St. Vincent's Timeline

1849
* In the midst of a cholera epidemic, St. Vincent's is founded by the Sisters of Charity, basically a poorhouse with 30 beds.

1861-65
* It provides care for veterans of the Civil War.

1912
* 106 survivors of the Titanic are taken from the Hudson River docks to St. Vincent's.

1969
* The first gay demonstration at the hospital is a candle-light vigil as Diego Vinales, fatally injured fleeing police during the Stonewall riots, is taken there in a coma.

1981
* St. Vincent's reports one of the nation's first 10 AIDS diagnoses.
* 214 diagnoses, 214 deaths*

1984
* Spellman 7 -- "the old building" -- is converted to an AIDS Ward, the city's first, with some 20 beds; it later expands to the seventh floor of the new building, Cronin, roughly doubling the number of available beds.
* 3,693 diagnoses, 1,973 deaths*

1985
* Community AIDS doctors smuggle experimental treatments into the U.S. and onto the ward for desperate patients.
* AIDS becomes the leading cause of death of men from New York in their 30s.
* 6,562 diagnoses, 3,797 deaths*

1987
* ACT UP is founded at the city's gay community center, around the corner from St.
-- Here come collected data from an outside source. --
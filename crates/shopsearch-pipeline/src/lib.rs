//! Indexing and retrieval pipeline: schema lifecycle, batch indexing, query
//! expansion and kNN search over any [`VectorStore`](shopsearch_core::traits::VectorStore).

pub mod api;
pub mod expander;
pub mod indexer;
pub mod schema_manager;
pub mod search;

pub use expander::{expand_or_fallback, Expansion, OllamaExpander};
pub use indexer::{BatchIndexer, ImportRun, IndexAbort, IndexReport, RunPhase};
pub use schema_manager::SchemaManager;
pub use search::{SearchEngine, SearchOutcome};
mod common;

use std::sync::atomic::Ordering;
use std::sync::Arc;
use std::time::Duration;

use common::{product, products, FlakyEmbedder, MemoryStore};
use shopsearch_core::config::{Config, FailureMode};
use shopsearch_core::error::Error;
use shopsearch_core::retry::RetryPolicy;
use shopsearch_core::traits::VectorStore;
use shopsearch_embed::FakeEmbedder;
use shopsearch_pipeline::{BatchIndexer, ImportRun, RunPhase};

const INDEX: &str = "products";
const DIM: usize = 16;

fn indexer(store: &Arc<MemoryStore>, batch_size: usize, mode: FailureMode) -> BatchIndexer {
    BatchIndexer::new(store.clone(), Arc::new(FakeEmbedder::new(DIM)), INDEX, batch_size, mode)
}

#[tokio::test]
async fn issues_ceiling_n_over_b_bulk_calls() {
    let store = Arc::new(MemoryStore::with_index(INDEX, DIM));
    let report = indexer(&store, 3, FailureMode::Strict).run(products(7)).await.expect("run");

    assert_eq!(store.bulk_sizes(), vec![3, 3, 1]);
    assert_eq!(report.batches, 3);
    assert_eq!(report.imported, 7);
    assert_eq!(report.total, 7);
    assert_eq!(report.phase, RunPhase::Done);
    let mut ids = store.ids(INDEX);
    ids.sort_by_key(|id| id.parse::<u32>().unwrap());
    assert_eq!(ids, (1..=7).map(|i| i.to_string()).collect::<Vec<_>>());
}

#[tokio::test]
async fn exact_multiple_has_no_empty_trailing_flush() {
    let store = Arc::new(MemoryStore::with_index(INDEX, DIM));
    let report = indexer(&store, 3, FailureMode::BestEffort).run(products(6)).await.expect("run");
    assert_eq!(store.bulk_sizes(), vec![3, 3]);
    assert_eq!(report.batches, 2);
}

#[tokio::test]
async fn empty_input_writes_nothing() {
    let store = Arc::new(MemoryStore::with_index(INDEX, DIM));
    let report = indexer(&store, 3, FailureMode::Strict).run(Vec::new()).await.expect("run");
    assert!(store.bulk_sizes().is_empty());
    assert_eq!(report.imported, 0);
}

#[tokio::test]
async fn best_effort_skips_bad_records() {
    let store = Arc::new(MemoryStore::with_index(INDEX, DIM));
    let mut records = products(4);
    records.insert(2, Err(Error::InvalidRecord { line: 4, reason: "price must be a non-negative number".into() }));

    let report = indexer(&store, 2, FailureMode::BestEffort).run(records).await.expect("run");
    assert_eq!(report.skipped, 1);
    assert_eq!(report.imported, 4);
    assert_eq!(report.total, 5);
    assert_eq!(store.count(INDEX).await.unwrap(), 4);
}

#[tokio::test]
async fn best_effort_skips_embedding_failures() {
    let store = Arc::new(MemoryStore::with_index(INDEX, DIM));
    let embedder = FlakyEmbedder { inner: FakeEmbedder::new(DIM), trigger: "item2 ", short_vector: false };
    let indexer = BatchIndexer::new(store.clone(), Arc::new(embedder), INDEX, 10, FailureMode::BestEffort);

    let report = indexer.run(products(3)).await.expect("run");
    assert_eq!(report.skipped, 1);
    assert_eq!(store.ids(INDEX), vec!["1".to_string(), "3".to_string()]);
}

#[tokio::test]
async fn strict_aborts_with_committed_count() {
    let store = Arc::new(MemoryStore::with_index(INDEX, DIM));
    let mut records = products(5);
    records[3] = Err(Error::InvalidRecord { line: 5, reason: "bad".into() });

    let abort = indexer(&store, 2, FailureMode::Strict).run(records).await.expect_err("abort");
    assert_eq!(abort.phase, RunPhase::Streaming);
    assert_eq!(abort.report.phase, RunPhase::Failed);
    assert_eq!(abort.report.imported, 2);
    assert!(matches!(abort.error, Error::InvalidRecord { line: 5, .. }));
    assert_eq!(store.count(INDEX).await.unwrap(), 2);
}

#[tokio::test]
async fn partial_bulk_failure_is_counted_in_best_effort() {
    let store = Arc::new(MemoryStore::with_index(INDEX, DIM));
    store.fail_item("4");
    let report = indexer(&store, 3, FailureMode::BestEffort).run(products(6)).await.expect("run");
    assert_eq!(report.imported, 5);
    assert_eq!(report.failed, 1);
    assert_eq!(report.batches, 2);
    assert!(!store.ids(INDEX).contains(&"4".to_string()));
}

#[tokio::test]
async fn partial_bulk_failure_aborts_strict_run() {
    let store = Arc::new(MemoryStore::with_index(INDEX, DIM));
    store.fail_item("2");
    let abort = indexer(&store, 3, FailureMode::Strict).run(products(6)).await.expect_err("abort");
    assert_eq!(abort.phase, RunPhase::Flushing);
    assert_eq!(abort.report.imported, 2);
    assert_eq!(abort.report.failed, 1);
    assert_eq!(store.bulk_sizes(), vec![3]);
}

#[tokio::test]
async fn bulk_call_error_is_fatal_even_in_best_effort() {
    let store = Arc::new(MemoryStore::with_index(INDEX, DIM));
    store.fail_bulk.store(true, Ordering::SeqCst);
    let abort = indexer(&store, 2, FailureMode::BestEffort).run(products(3)).await.expect_err("abort");
    assert!(matches!(abort.error, Error::Store(_)));
    assert_eq!(abort.report.imported, 0);
}

#[tokio::test]
async fn input_read_failure_aborts_best_effort_run() {
    let store = Arc::new(MemoryStore::with_index(INDEX, DIM));
    let mut records = products(3);
    records.insert(2, Err(Error::Io(std::io::Error::other("disk read failed"))));
    records.push(Ok(product("4", "never read")));

    let abort = indexer(&store, 2, FailureMode::BestEffort).run(records).await.expect_err("abort");
    assert_eq!(abort.phase, RunPhase::Streaming);
    assert_eq!(abort.report.phase, RunPhase::Failed);
    assert_eq!(abort.report.skipped, 0);
    assert_eq!(abort.report.imported, 2);
    assert!(matches!(abort.error, Error::Io(_)));
    assert!(!store.ids(INDEX).contains(&"4".to_string()));
}

#[tokio::test]
async fn index_dimension_mismatch_stops_before_any_write() {
    let store = Arc::new(MemoryStore::with_index(INDEX, 8));
    let abort = indexer(&store, 2, FailureMode::BestEffort).run(products(3)).await.expect_err("abort");
    assert!(matches!(abort.error, Error::DimensionMismatch { expected: 8, actual: DIM, .. }));
    assert!(store.bulk_sizes().is_empty());
}

#[tokio::test]
async fn short_vector_stops_before_its_batch_is_written() {
    let store = Arc::new(MemoryStore::with_index(INDEX, DIM));
    let embedder = FlakyEmbedder { inner: FakeEmbedder::new(DIM), trigger: "item4 ", short_vector: true };
    let indexer = BatchIndexer::new(store.clone(), Arc::new(embedder), INDEX, 3, FailureMode::BestEffort);

    let abort = indexer.run(products(5)).await.expect_err("abort");
    assert!(matches!(abort.error, Error::DimensionMismatch { actual, .. } if actual == DIM - 1));
    // The first full batch was committed; the one holding item 4 never was.
    assert_eq!(store.bulk_sizes(), vec![3]);
    assert_eq!(abort.report.imported, 3);
}

fn fast_config() -> Config {
    let mut config = Config::default();
    config.store.index_name = INDEX.to_string();
    config.store.readiness = RetryPolicy::fixed(1, Duration::from_millis(1));
    config.indexer.batch_size = 2;
    config
}

fn write_csv(dir: &tempfile::TempDir) -> std::path::PathBuf {
    let path = dir.path().join("products.csv");
    std::fs::write(
        &path,
        "id,title,description,category,price\n\
         1,Air Max,running shoe,Shoes,5400\n\
         2,iPhone,smartphone,Electronics,42000\n\
         3,Mouse,ergonomic mouse,Accessories,abc\n\
         4,Grinder,coffee grinder,Kitchen,2500\n",
    )
    .expect("write csv");
    path
}

#[tokio::test]
async fn import_run_resets_and_counts() {
    let tmp = tempfile::tempdir().expect("tmp");
    let path = write_csv(&tmp);
    let store = Arc::new(MemoryStore::new());
    let run = ImportRun::new(store.clone(), Arc::new(FakeEmbedder::new(DIM)), &fast_config());

    let report = run.run(&path).await.expect("first run");
    assert_eq!(report.total, 4);
    assert_eq!(report.imported, 3);
    assert_eq!(report.skipped, 1);
    assert_eq!(report.phase, RunPhase::Done);
    assert_eq!(store.index_dimension(INDEX).await.unwrap(), Some(DIM));

    // Resetting again leaves the same document count, not double.
    let again = run.run(&path).await.expect("second run");
    assert_eq!(again.imported, 3);
    assert_eq!(store.count(INDEX).await.unwrap(), 3);
}

#[tokio::test]
async fn import_run_without_reset_keeps_existing_documents() {
    let tmp = tempfile::tempdir().expect("tmp");
    let path = write_csv(&tmp);
    let store = Arc::new(MemoryStore::with_index(INDEX, DIM));
    store.insert_raw(INDEX, shopsearch_core::types::IndexedDocument::from_record(product("99", "legacy"), vec![0.1; DIM]));

    let run = ImportRun::new(store.clone(), Arc::new(FakeEmbedder::new(DIM)), &fast_config()).reset(false);
    run.run(&path).await.expect("run");
    assert_eq!(store.count(INDEX).await.unwrap(), 4);
}

#[tokio::test]
async fn import_run_missing_file_fails_while_counting() {
    let tmp = tempfile::tempdir().expect("tmp");
    let store = Arc::new(MemoryStore::new());
    let run = ImportRun::new(store.clone(), Arc::new(FakeEmbedder::new(DIM)), &fast_config());

    let abort = run.run(&tmp.path().join("missing.csv")).await.expect_err("abort");
    assert_eq!(abort.phase, RunPhase::CountingInput);
    assert!(matches!(abort.error, Error::InputMissing(_)));
    assert!(!store.index_exists(INDEX).await.unwrap());
}

#[tokio::test]
async fn import_run_strict_mode_aborts_on_bad_row() {
    let tmp = tempfile::tempdir().expect("tmp");
    let path = write_csv(&tmp);
    let store = Arc::new(MemoryStore::new());
    let run = ImportRun::new(store.clone(), Arc::new(FakeEmbedder::new(DIM)), &fast_config())
        .failure_mode(FailureMode::Strict);

    let abort = run.run(&path).await.expect_err("abort");
    assert!(matches!(abort.error, Error::InvalidRecord { line: 4, .. }));
    assert_eq!(abort.report.imported, 2);
}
Vincent's.
* AZT, the first HIV drug, is approved. The dose, later viewed as toxic, was one capsule every four hours.
* 16,010 diagnoses, 9,859 deaths*

1988
* 22,447 diagnoses, 14,160 deaths*

1989
* Dr. Ramon "Gabriel" Torres is hired to head the HIV clinic. He aggressively pushes the hospital to conduct research, making it a leading site of clinical drug trials.

1992
* St. Vincent's cancels its World AIDS Day observance because the educational materials to be handed out promote condoms.

1995
* In June, the AIDS ward records its highest number of patient deaths in a single month.
* 93,825 diagnoses, 62,734 deaths*

1996
* Protease inhibitors, a new class of HIV drug, are released, restoring health to many people with HIV and turning AIDS into a chronic, manageable disease.

1997
* The number of AIDS deaths declines nationwide for the first time; in New York City, the drop is 50%.
* AIDS patients begin to be integrated into the general hospital population and the dedicated AIDS wards are closed one by one.

1998
* The hospital's refusal to approve a study of post-exposure prophylaxis following unsafe sex prompts Torres to leave. His 10-year legacy includes more than 40 clinical trials enrolling thousands of patients that earned the hospital hundreds of millions of dollars.

2000
* St. Vincent's merges with seven other failing Catholic-run city hospitals.
* 127,834 diagnoses, 80,489 deaths*

2001
* On 9/11, as the trauma center closest to Ground Zero, the hospital treats more than 800 survivors, with AIDS ward nurses recruited to the ER for their "war-medicine" experience.

2005
* St. Vincent's files for bankruptcy for the first time.
* 152,118 diagnoses, 92,627 deaths*

2008
* The hospital's in-patient admissions fall by 10%, with only 14% from the West Village and Chelsea

2009
* The hospital announces that it is filing for bankruptcy, with a $1 billion debt.
* The Pope warns against condom use, stating that they "increase" the "problem with AIDS."

2010
* After talks with six different city hospitals about possible partnerships founder, St. Vincent's files for bankruptcy
* April 6: The board announces it will close the hospital.
* April 9: The ER stops accepting ambulances.
* April 15: The last baby is delivered.
* April 19: More than 1,000 staff are laid off; a gay man with AIDS and longtime St. Vincent's patient is turned away from the ER.
* April 30: the ER locks its door, officially ending the hospital's 161-year run.
* The HIV clinic, under the leadership of Dr. Tony Urbina, continues to operate, under the auspices of the Center for Comprehensive Care at St. Luke's Roosevelt Hospital.